(What this task involves) Set down exactly the stretch of lines below that opens at the line containing "impl From<Uuid> for" and continues through the last line of the entries, and nothing else.

(Material for this task)

- Opening Delimiter -

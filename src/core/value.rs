//! Value module for qodata
//!
//! This module defines the Value enum, representing typed literal values
//! produced by the parser (filter literals, key predicates) and the cell
//! values of records exchanged with an executor.

use std::cmp::Ordering;
use std::collections::BTreeMap;
use std::fmt;

use chrono::{DateTime, Datelike, FixedOffset, NaiveDate};
use serde::{Deserialize, Serialize};
use uuid::Uuid;

/// The different types of literal and record values
#[derive(Debug, Clone, PartialEq, Serialize, Deserialize)]
pub enum Value {
    /// Null value
    Null,
    /// Boolean value
    Boolean(bool),
    /// Integer value
    Integer(i64),
    /// Floating point value
    Float(f64),
    /// String value, escapes already resolved
    String(String),
    /// Calendar date without time
    Date(NaiveDate),
    /// Timestamp with offset
    DateTime(DateTime<FixedOffset>),
    /// Globally unique identifier
    Guid(Uuid),
}

/// A flat record: field name to value
pub type Record = BTreeMap<String, Value>;

impl Value {
    /// Check if the value is null
    pub fn is_null(&self) -> bool {
        matches!(self, Value::Null)
    }

    /// Check if the value is a number (integer or float)
    pub fn is_number(&self) -> bool {
        matches!(self, Value::Integer(_) | Value::Float(_))
    }

    /// Check if the value is a string
    pub fn is_string(&self) -> bool {
        matches!(self, Value::String(_))
    }

    /// Get the string slice if this is a string value
    pub fn as_str(&self) -> Option<&str> {
        match self {
            Value::String(s) => Some(s),
            _ => None,
        }
    }

    /// Get the boolean if this is a boolean value
    pub fn as_bool(&self) -> Option<bool> {
        match self {
            Value::Boolean(b) => Some(*b),
            _ => None,
        }
    }

    /// Numeric view used for mixed integer/float comparison and arithmetic
    pub fn as_f64(&self) -> Option<f64> {
        match self {
            Value::Integer(i) => Some(*i as f64),
            Value::Float(f) => Some(*f),
            _ => None,
        }
    }

    /// Get a string representation of the value's type
    pub fn type_name(&self) -> &'static str {
        match self {
            Value::Null => "null",
            Value::Boolean(_) => "boolean",
            Value::Integer(_) => "integer",
            Value::Float(_) => "float",
            Value::String(_) => "string",
            Value::Date(_) => "date",
            Value::DateTime(_) => "datetime",
            Value::Guid(_) => "guid",
        }
    }

    /// Order two values of compatible types.
    ///
    /// Integers and floats compare numerically; a date compares against a
    /// timestamp through the timestamp's date. Null sorts before everything.
    /// Returns `None` for incompatible types.
    pub fn compare(&self, other: &Value) -> Option<Ordering> {
        match (self, other) {
            (Value::Null, Value::Null) => Some(Ordering::Equal),
            (Value::Null, _) => Some(Ordering::Less),
            (_, Value::Null) => Some(Ordering::Greater),
            (Value::Integer(a), Value::Integer(b)) => Some(a.cmp(b)),
            (Value::Boolean(a), Value::Boolean(b)) => Some(a.cmp(b)),
            (Value::String(a), Value::String(b)) => Some(a.cmp(b)),
            (Value::Date(a), Value::Date(b)) => Some(a.cmp(b)),
            (Value::DateTime(a), Value::DateTime(b)) => Some(a.cmp(b)),
            (Value::Date(a), Value::DateTime(b)) => Some(a.cmp(&b.date_naive())),
            (Value::DateTime(a), Value::Date(b)) => Some(a.date_naive().cmp(b)),
            (Value::Guid(a), Value::Guid(b)) => Some(a.cmp(b)),
            (a, b) if a.is_number() && b.is_number() => {
                a.as_f64()?.partial_cmp(&b.as_f64()?)
            }
            _ => None,
        }
    }

    /// Year component of a date or timestamp
    pub fn year(&self) -> Option<i64> {
        match self {
            Value::Date(d) => Some(i64::from(d.year())),
            Value::DateTime(dt) => Some(i64::from(dt.year())),
            _ => None,
        }
    }

    /// Month component (1-12) of a date or timestamp
    pub fn month(&self) -> Option<i64> {
        match self {
            Value::Date(d) => Some(i64::from(d.month())),
            Value::DateTime(dt) => Some(i64::from(dt.month())),
            _ => None,
        }
    }

    /// Day-of-month component of a date or timestamp
    pub fn day(&self) -> Option<i64> {
        match self {
            Value::Date(d) => Some(i64::from(d.day())),
            Value::DateTime(dt) => Some(i64::from(dt.day())),
            _ => None,
        }
    }
}

/// Format a Value the way it would be written in a `$filter` literal
impl fmt::Display for Value {
    fn fmt(&self, f: &mut fmt::Formatter<'_>) -> fmt::Result {
        match self {
            Value::Null => write!(f, "null"),
            Value::Boolean(b) => write!(f, "{}", b),
            Value::Integer(i) => write!(f, "{}", i),
            Value::Float(fl) => {
                if fl.fract() == 0.0 && fl.is_finite() {
                    write!(f, "{:.1}", fl)
                } else {
                    write!(f, "{}", fl)
                }
            },
            Value::String(s) => write!(f, "'{}'", s.replace('\'', "''")),
            Value::Date(d) => write!(f, "{}", d.format("%Y-%m-%d")),
            Value::DateTime(dt) => write!(f, "{}", dt.to_rfc3339()),
            Value::Guid(g) => write!(f, "{}", g),
        }
    }
}

/// Convert from common types to Value
impl From<i32> for Value {
    fn from(i: i32) -> Self {
        Value::Integer(i64::from(i))
    }
}

impl From<i64> for Value {
    fn from(i: i64) -> Self {
        Value::Integer(i)
    }
}

impl From<f64> for Value {
    fn from(f: f64) -> Self {
        Value::Float(f)
    }
}

impl From<bool> for Value {
    fn from(b: bool) -> Self {
        Value::Boolean(b)
    }
}

impl From<String> for Value {
    fn from(s: String) -> Self {
        Value::String(s)
    }
}

impl From<&str> for Value {
    fn from(s: &str) -> Self {
        Value::String(s.to_string())
    }
}

impl From<NaiveDate> for Value {
    fn from(d: NaiveDate) -> Self {
        Value::Date(d)
    }
}

impl From<Uuid> for Value {
    fn from(g: Uuid) -> Self {
        Value::Guid(g)
    }
}

impl From<serde_json::Value> for Value {
    fn from(json: serde_json::Value) -> Self {
        match json {
            serde_json::Value::Null => Value::Null,
            serde_json::Value::Bool(b) => Value::Boolean(b),
            serde_json::Value::Number(n) => match n.as_i64() {
                Some(i) => Value::Integer(i),
                None => Value::Float(n.as_f64().unwrap_or(f64::NAN)),
            },
            serde_json::Value::String(s) => Value::String(s),
            other => Value::String(other.to_string()),
        }
    }
}

/// Convert a Value into plain JSON for output
impl From<&Value> for serde_json::Value {
    fn from(value: &Value) -> Self {
        match value {
            Value::Null => serde_json::Value::Null,
            Value::Boolean(b) => serde_json::Value::Bool(*b),
            Value::Integer(i) => serde_json::Value::from(*i),
            Value::Float(f) => serde_json::Value::from(*f),
            Value::String(s) => serde_json::Value::String(s.clone()),
            Value::Date(d) => serde_json::Value::String(d.format("%Y-%m-%d").to_string()),
            Value::DateTime(dt) => serde_json::Value::String(dt.to_rfc3339()),
            Value::Guid(g) => serde_json::Value::String(g.to_string()),
        }
    }
}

- Closing Delimiter -

(Worked solution)
impl From<Uuid> for Value {
    fn from(g: Uuid) -> Self {
        Value::Guid(g)
    }
}

impl From<serde_json::Value> for Value {
    fn from(json: serde_json::Value) -> Self {
        match json {
            serde_json::Value::Null => Value::Null,
            serde_json::Value::Bool(b) => Value::Boolean(b),
            serde_json::Value::Number(n) => match n.as_i64() {
                Some(i) => Value::Integer(i),
                None => Value::Float(n.as_f64().unwrap_or(f64::NAN)),
            },
            serde_json::Value::String(s) => Value::String(s),
            other => Value::String(other.to_string()),
        }
    }
}

/// Convert a Value into plain JSON for output
impl From<&Value> for serde_json::Value {
    fn from(value: &Value) -> Self {
        match value {
            Value::Null => serde_json::Value::Null,
            Value::Boolean(b) => serde_json::Value::Bool(*b),
            Value::Integer(i) => serde_json::Value::from(*i),
            Value::Float(f) => serde_json::Value::from(*f),
            Value::String(s) => serde_json::Value::String(s.clone()),
            Value::Date(d) => serde_json::Value::String(d.format("%Y-%m-%d").to_string()),
            Value::DateTime(dt) => serde_json::Value::String(dt.to_rfc3339()),
            Value::Guid(g) => serde_json::Value::String(g.to_string()),
        }
    }
}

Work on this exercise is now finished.